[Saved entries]

+++

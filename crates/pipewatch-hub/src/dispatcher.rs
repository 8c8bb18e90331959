//! Fan-out worker.
//!
//! One dispatcher drains the queue. Each message is serialized once and
//! sent concurrently to a snapshot of the registry. Failed connections are
//! collected and removed in one batch after the pass, so the registry map
//! is never mutated mid-iteration. Messages are handled strictly one after
//! another, which gives every connection the same global order.

use std::sync::Arc;
use std::time::Duration;

use futures::future::join_all;
use metrics::counter;
use pipewatch_core::{ConnectionId, Envelope};
use tokio_util::sync::CancellationToken;
use tracing::{debug, info, warn};

use crate::metrics::MESSAGES_DISPATCHED_TOTAL;
use crate::queue::{BroadcastQueue, Dequeued};
use crate::registry::ConnectionRegistry;

/// Outcome of one dispatch pass.
#[derive(Clone, Debug, Default, PartialEq, Eq)]
pub struct DispatchReport {
    /// Connections in the snapshot.
    pub recipients: usize,
    /// Successful sends.
    pub delivered: usize,
    /// Connections removed after a failed send.
    pub failed: Vec<ConnectionId>,
}

/// Drains a [`BroadcastQueue`] into a [`ConnectionRegistry`].
pub struct Dispatcher {
    queue: Arc<BroadcastQueue>,
    registry: Arc<ConnectionRegistry>,
    poll: Duration,
}

impl Dispatcher {
    /// `poll` bounds each wait on the queue; idle bookkeeping runs whenever
    /// it elapses without a message.
    pub fn new(queue: Arc<BroadcastQueue>, registry: Arc<ConnectionRegistry>, poll: Duration) -> Self {
        Self {
            queue,
            registry,
            poll,
        }
    }

    /// Run until `cancel` fires.
    pub async fn run(self, cancel: CancellationToken) {
        let mut consumer = self.queue.consumer().await;
        info!(poll_ms = self.poll.as_millis(), "dispatcher started");
        loop {
            let next = tokio::select! {
                biased;
                () = cancel.cancelled() => break,
                next = consumer.next(self.poll) => next,
            };
            match next {
                Dequeued::Message(envelope) => {
                    let _ = self.dispatch(&envelope).await;
                }
                Dequeued::Idle => self.idle().await,
            }
        }
        info!("dispatcher stopped");
    }

    /// Deliver one message to every registered connection.
    pub async fn dispatch(&self, envelope: &Envelope) -> DispatchReport {
        let kind = envelope.message_type();
        let frame: Arc<str> = match envelope.to_frame() {
            Ok(frame) => Arc::from(frame),
            Err(e) => {
                warn!(message_type = %kind, error = %e, "failed to serialize message, dropping");
                return DispatchReport::default();
            }
        };

        let targets = self.registry.snapshot().await;
        let outcomes = join_all(targets.iter().map(|conn| {
            let frame = Arc::clone(&frame);
            async move { (conn.id.clone(), self.registry.deliver(conn, frame).await.is_ok()) }
        }))
        .await;

        let recipients = outcomes.len();
        let failed: Vec<ConnectionId> = outcomes
            .into_iter()
            .filter_map(|(id, ok)| (!ok).then_some(id))
            .collect();
        let delivered = recipients - failed.len();

        if !failed.is_empty() {
            let removed = self.registry.remove_batch(&failed).await;
            warn!(message_type = %kind, failed = failed.len(), removed, "dropped connections after failed sends");
        }
        counter!(MESSAGES_DISPATCHED_TOTAL, "type" => kind.as_str()).increment(1);
        debug!(message_type = %kind, recipients, delivered, "dispatched");

        DispatchReport {
            recipients,
            delivered,
            failed,
        }
    }

    async fn idle(&self) {
        let pruned = self.registry.prune_closed().await;
        if pruned > 0 {
            debug!(pruned, "idle sweep removed closed connections");
        }
    }
}

#[cfg(test)]
mod tests {
    use super::*;
    use crate::handshake::Handshake;
    use crate::provider::SnapshotCache;
    use crate::testing::{MockTransport, ScriptedProvider};
    use crate::transport::Transport;
    use pipewatch_core::{HubMessage, MetricsSnapshot, TestMessage, TransportError};

    struct Fixture {
        queue: Arc<BroadcastQueue>,
        registry: Arc<ConnectionRegistry>,
    }

    impl Fixture {
        fn new() -> Self {
            let handshake = Handshake::new(
                Arc::new(ScriptedProvider::new(MetricsSnapshot::zeroed())),
                Arc::new(SnapshotCache::new()),
                Duration::from_millis(200),
            );
            Self {
                queue: Arc::new(BroadcastQueue::new(1_000)),
                registry: Arc::new(ConnectionRegistry::new(handshake, Duration::from_millis(200))),
            }
        }

        fn dispatcher(&self) -> Dispatcher {
            Dispatcher::new(
                Arc::clone(&self.queue),
                Arc::clone(&self.registry),
                Duration::from_millis(50),
            )
        }

        async fn connect(&self) -> (ConnectionId, Arc<MockTransport>) {
            let transport = Arc::new(MockTransport::new());
            let id = self.registry.register(transport.clone(), None).await;
            (id, transport)
        }
    }

    fn test_message(sequence: u64) -> Envelope {
        Envelope::new(HubMessage::TestMessage(TestMessage {
            note: format!("m{sequence}"),
            sequence,
        }))
    }

    fn sequences(transport: &MockTransport) -> Vec<u64> {
        transport
            .json_frames()
            .iter()
            .filter(|f| f["type"] == "test_message")
            .filter_map(|f| f["data"]["sequence"].as_u64())
            .collect()
    }

    #[tokio::test]
    async fn every_connection_gets_every_message_in_order() {
        let fx = Fixture::new();
        let (_, a) = fx.connect().await;
        let (_, b) = fx.connect().await;
        let (_, c) = fx.connect().await;

        for i in 0..20 {
            fx.queue.enqueue(test_message(i));
        }
        let cancel = CancellationToken::new();
        let handle = tokio::spawn(fx.dispatcher().run(cancel.clone()));

        for t in [&a, &b, &c] {
            assert!(t.wait_for_frames(21, Duration::from_secs(5)).await);
        }
        cancel.cancel();
        handle.await.unwrap();

        let expected: Vec<u64> = (0..20).collect();
        assert_eq!(sequences(&a), expected);
        assert_eq!(sequences(&b), expected);
        assert_eq!(sequences(&c), expected);
    }

    #[tokio::test]
    async fn failing_connection_is_isolated_and_removed() {
        let fx = Fixture::new();
        let (_, good) = fx.connect().await;
        let (bad_id, bad) = fx.connect().await;
        bad.fail_with(TransportError::Io("reset".into()));

        let dispatcher = fx.dispatcher();
        let report = dispatcher.dispatch(&test_message(1)).await;
        assert_eq!(report.recipients, 2);
        assert_eq!(report.delivered, 1);
        assert_eq!(report.failed, vec![bad_id.clone()]);
        assert_eq!(fx.registry.count(), 1);
        assert!(fx.registry.get(&bad_id).await.is_none());

        let report = dispatcher.dispatch(&test_message(2)).await;
        assert_eq!(report.recipients, 1);
        assert_eq!(sequences(&good), vec![1, 2]);
        assert!(sequences(&bad).is_empty());
        assert_eq!(fx.registry.failed_sends(), 1);
    }

    #[tokio::test(start_paused = true)]
    async fn slow_connection_times_out_without_blocking_others() {
        let fx = Fixture::new();
        let (_, fast) = fx.connect().await;
        let slow = Arc::new(MockTransport::new().with_delay(Duration::from_secs(30)));
        let slow_id = fx.registry.register(slow, None).await;

        let report = fx.dispatcher().dispatch(&test_message(7)).await;
        assert_eq!(report.failed, vec![slow_id]);
        assert_eq!(sequences(&fast), vec![7]);
    }

    #[tokio::test]
    async fn no_connections_is_a_noop_pass() {
        let fx = Fixture::new();
        let report = fx.dispatcher().dispatch(&test_message(1)).await;
        assert_eq!(report, DispatchReport::default());
    }

    #[tokio::test(start_paused = true)]
    async fn idle_sweep_prunes_closed_transports() {
        let fx = Fixture::new();
        let (_, t) = fx.connect().await;
        t.close().await;

        let cancel = CancellationToken::new();
        let handle = tokio::spawn(fx.dispatcher().run(cancel.clone()));
        tokio::time::sleep(Duration::from_millis(200)).await;
        assert_eq!(fx.registry.count(), 0);
        cancel.cancel();
        handle.await.unwrap();
    }

    #[tokio::test]
    async fn cancel_stops_an_idle_dispatcher() {
        let fx = Fixture::new();
        let cancel = CancellationToken::new();
        let handle = tokio::spawn(fx.dispatcher().run(cancel.clone()));
        cancel.cancel();
        tokio::time::timeout(Duration::from_secs(1), handle)
            .await
            .unwrap()
            .unwrap();
    }
}
//! `WebSocket` gateway.
//!
//! Each upgraded socket becomes one hub connection backed by a
//! [`pipewatch_hub::ChannelTransport`]: a writer task drains the channel into
//! the socket while the session loop reads client frames.

pub mod session;

pub use session::{PING, PONG, run_ws_session};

+++

There is a run of lines above from the one with "return DispatchReport::default();" to the one with "use crate::provider::SnapshotCache;"; print exactly that run, both ends included, and nothing else.

*Answer to this exercise:*
                return DispatchReport::default();
            }
        };

        let targets = self.registry.snapshot().await;
        let outcomes = join_all(targets.iter().map(|conn| {
            let frame = Arc::clone(&frame);
            async move { (conn.id.clone(), self.registry.deliver(conn, frame).await.is_ok()) }
        }))
        .await;

        let recipients = outcomes.len();
        let failed: Vec<ConnectionId> = outcomes
            .into_iter()
            .filter_map(|(id, ok)| (!ok).then_some(id))
            .collect();
        let delivered = recipients - failed.len();

        if !failed.is_empty() {
            let removed = self.registry.remove_batch(&failed).await;
            warn!(message_type = %kind, failed = failed.len(), removed, "dropped connections after failed sends");
        }
        counter!(MESSAGES_DISPATCHED_TOTAL, "type" => kind.as_str()).increment(1);
        debug!(message_type = %kind, recipients, delivered, "dispatched");

        DispatchReport {
            recipients,
            delivered,
            failed,
        }
    }

    async fn idle(&self) {
        let pruned = self.registry.prune_closed().await;
        if pruned > 0 {
            debug!(pruned, "idle sweep removed closed connections");
        }
    }
}

#[cfg(test)]
mod tests {
    use super::*;
    use crate::handshake::Handshake;
    use crate::provider::SnapshotCache;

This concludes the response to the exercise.